I stand corrected: I guess this is one of those rare cases where stupidity is a legitimate legal defense.

It's possible that Russia is just exceptionally bad at hiding its black-market arms dealing. It's also possible that this--statistics compiled by the Stockholm International Peace Research Institute--reflects reality.

As David Adesnik comments: "Seems the US wasn't exactly the only one supporting Iraq back in the day. Just the only who's decided to admit it was wrong."

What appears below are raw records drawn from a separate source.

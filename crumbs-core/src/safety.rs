//! Deletion gatekeeper.
//!
//! Every path the cleanup executor is about to empty passes through
//! [`SafetyValidator::check`]. The checks are purely lexical: the path is
//! normalized for the validator's [`Platform`], lower-cased, and then compared
//! against filesystem-root forms, a denylist of critical directories, the
//! user's home directory, and a minimum depth.

use std::collections::HashSet;
use std::fmt;
use std::path::Path;

use crate::platform::Platform;

/// Why a path must not be deleted
#[derive(Debug, Clone, Copy, PartialEq, Eq, Hash)]
pub enum Protection {
    /// Relative or drive-relative path
    NotAbsolute,
    /// `/`, `C:\`, a bare UNC share and similar
    FilesystemRoot,
    /// Exact match against the platform denylist
    Denylisted,
    /// The home directory itself or one of its parents
    HomeDirectory,
    /// Fewer path segments than the minimum depth
    TooShallow,
}

impl Protection {
    pub fn describe(&self) -> &'static str {
        match self {
            Protection::NotAbsolute => "not an absolute path",
            Protection::FilesystemRoot => "filesystem root",
            Protection::Denylisted => "protected system or profile directory",
            Protection::HomeDirectory => "home directory",
            Protection::TooShallow => "too close to the filesystem root",
        }
    }
}

impl fmt::Display for Protection {
    fn fmt(&self, f: &mut fmt::Formatter<'_>) -> fmt::Result {
        f.write_str(self.describe())
    }
}

/// Safety classification of a resolved path
#[derive(Debug, Clone, Copy, PartialEq, Eq)]
pub enum Verdict {
    Safe,
    Protected(Protection),
}

impl Verdict {
    pub fn is_safe(&self) -> bool {
        matches!(self, Verdict::Safe)
    }
}

/// A path after lexical normalization: separators collapsed, `.` dropped and
/// `..` applied, never climbing above the root.
#[derive(Debug, Clone, PartialEq, Eq)]
pub struct NormalizedPath {
    windows: bool,
    root: Option<String>,
    components: Vec<String>,
}

impl NormalizedPath {
    pub fn is_absolute(&self) -> bool {
        self.root.is_some()
    }

    pub fn is_root(&self) -> bool {
        self.root.is_some() && self.components.is_empty()
    }

    /// Number of segments, counting the root (or drive) as one
    pub fn segments(&self) -> usize {
        usize::from(self.root.is_some()) + self.components.len()
    }

    /// Form used for every comparison
    pub fn comparison_key(&self) -> String {
        self.to_string().to_lowercase()
    }
}

impl fmt::Display for NormalizedPath {
    fn fmt(&self, f: &mut fmt::Formatter<'_>) -> fmt::Result {
        let sep = if self.windows { "\\" } else { "/" };
        match &self.root {
            Some(root) => {
                f.write_str(root)?;
                if !root.ends_with(sep) {
                    f.write_str(sep)?;
                }
            }
            None if self.components.is_empty() => return f.write_str("."),
            None => {}
        }
        f.write_str(&self.components.join(sep))
    }
}

/// Lexically normalize `raw` using the separator rules of `platform`
pub fn normalize(platform: Platform, raw: &str) -> NormalizedPath {
    if platform.is_windows() {
        normalize_windows(raw)
    } else {
        normalize_unix(raw)
    }
}

fn normalize_unix(raw: &str) -> NormalizedPath {
    let absolute = raw.starts_with('/');
    NormalizedPath {
        windows: false,
        root: absolute.then(|| "/".to_string()),
        components: collapse(raw.split('/'), absolute),
    }
}

fn normalize_windows(raw: &str) -> NormalizedPath {
    let s = raw.replace('/', "\\");

    // Verbatim prefixes: \\?\UNC\server\share and \\?\C:\
    if let Some(rest) = s.strip_prefix(r"\\?\UNC\") {
        return normalize_windows(&format!(r"\\{}", rest));
    }
    if let Some(rest) = s.strip_prefix(r"\\?\") {
        return normalize_windows(rest);
    }

    if let Some(rest) = s.strip_prefix(r"\\") {
        let mut parts = rest.split('\\').filter(|p| !p.is_empty());
        let server = parts.next().unwrap_or_default();
        let share = parts.next();
        let root = match share {
            Some(share) => format!(r"\\{}\{}", server, share),
            None => format!(r"\\{}", server),
        };
        return NormalizedPath {
            windows: true,
            root: Some(root),
            components: collapse(parts, true),
        };
    }

    let bytes = s.as_bytes();
    if bytes.len() >= 2 && bytes[0].is_ascii_alphabetic() && bytes[1] == b':' {
        let drive = s[..2].to_string();
        let rest = &s[2..];
        // "C:" alone is still a drive root; "C:foo" is drive-relative
        if rest.is_empty() || rest.starts_with('\\') {
            return NormalizedPath {
                windows: true,
                root: Some(drive),
                components: collapse(rest.split('\\'), true),
            };
        }
        return NormalizedPath {
            windows: true,
            root: None,
            components: collapse(rest.split('\\'), false),
        };
    }

    let absolute = s.starts_with('\\');
    NormalizedPath {
        windows: true,
        root: absolute.then(|| "\\".to_string()),
        components: collapse(s.split('\\'), absolute),
    }
}

fn collapse<'a>(parts: impl Iterator<Item = &'a str>, absolute: bool) -> Vec<String> {
    let mut out: Vec<String> = Vec::new();
    for part in parts {
        match part {
            "" | "." => {}
            ".." => match out.last() {
                Some(last) if last != ".." => {
                    out.pop();
                }
                _ if absolute => {}
                _ => out.push("..".to_string()),
            },
            other => out.push(other.to_string()),
        }
    }
    out
}

const UNIX_DENYLIST: &[&str] = &[
    "/bin",
    "/boot",
    "/dev",
    "/etc",
    "/home",
    "/lib",
    "/lib32",
    "/lib64",
    "/media",
    "/mnt",
    "/opt",
    "/proc",
    "/root",
    "/run",
    "/sbin",
    "/snap",
    "/srv",
    "/sys",
    "/tmp",
    "/usr",
    "/usr/bin",
    "/usr/lib",
    "/usr/lib64",
    "/usr/local",
    "/usr/local/bin",
    "/usr/local/lib",
    "/usr/sbin",
    "/usr/share",
    "/var",
    "/var/cache",
    "/var/lib",
    "/var/log",
    "/var/tmp",
];

const MACOS_DENYLIST: &[&str] = &[
    "/Applications",
    "/Library",
    "/Library/Caches",
    "/System",
    "/System/Library",
    "/Users",
    "/Volumes",
    "/cores",
    "/opt/homebrew",
    "/private",
    "/private/etc",
    "/private/tmp",
    "/private/var",
];

const WINDOWS_DENYLIST: &[&str] = &[
    r"C:\Windows",
    r"C:\Windows\System32",
    r"C:\Windows\SysWOW64",
    r"C:\Windows\WinSxS",
    r"C:\Users",
    r"C:\Users\Public",
    r"C:\Users\Default",
    r"C:\Program Files",
    r"C:\Program Files (x86)",
    r"C:\ProgramData",
    r"C:\Recovery",
];

/// Environment variables naming Windows system roots
const WINDOWS_ENV_DENYLIST: &[&str] = &[
    "WINDIR",
    "SystemRoot",
    "ProgramFiles",
    "ProgramFiles(x86)",
    "ProgramW6432",
    "ProgramData",
    "LOCALAPPDATA",
    "APPDATA",
    "USERPROFILE",
];

const UNIX_HOME_CHILDREN: &[&str] = &[
    ".cache",
    ".config",
    ".local",
    ".local/share",
    ".ssh",
    ".gnupg",
    "Desktop",
    "Documents",
    "Downloads",
    "Music",
    "Pictures",
    "Videos",
];

const MACOS_HOME_CHILDREN: &[&str] = &[
    "Library",
    "Library/Caches",
    "Library/Application Support",
    "Library/Preferences",
    "Movies",
];

const WINDOWS_HOME_CHILDREN: &[&str] = &[
    "AppData",
    "AppData/Local",
    "AppData/LocalLow",
    "AppData/Roaming",
    "Desktop",
    "Documents",
    "Downloads",
    "Music",
    "Pictures",
    "Videos",
];

/// Classifies resolved paths as deletable or protected
#[derive(Debug, Clone)]
pub struct SafetyValidator {
    platform: Platform,
    denylist: HashSet<String>,
    /// Home directory and each of its parents, as comparison keys
    home_chain: HashSet<String>,
    min_segments: usize,
}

Relatedly, it's all about oil.

The good news about Peter Arnett's idiocy is that all Iraqis with brains will simply assume that the regime put him up to it, as they did in this case. So the danger is probably phantasmal. But I think it should be noted that Arnett's "misjudgment" fits the rulebook definition of treason: giving direct aid to an enemy power during wartime. It's certainly not worth prosecuting, but the civil-liberties-are-in-dire-peril crowd could perhaps note that dissent is not in fact being suppressed, even when it does actually cross the line.

John Keegan is very smart:

"Somewhere in my collection of First World War ephemera I have a picture postcard of Blackpool, sent on August 6, 1914, two days after the outbreak, which reads: 'Dear Dot, All the trains have stopped, so we are staying until it is over.'
"The inability to read how military events are unfolding is not a new phenomenon. The writer of the postcard might be excused, however. In 1914 Britain had not been involved in a serious war for nearly 100 years.
"The headless chickens whose cluckings and splutterings currently fill the media are more blameworthy."

Keegan--possibly the greatest living military historian--goes on to analyze the current military situation. I'd summarize it thus: nothing seriously bad has happened yet. In war, that's wonderful news.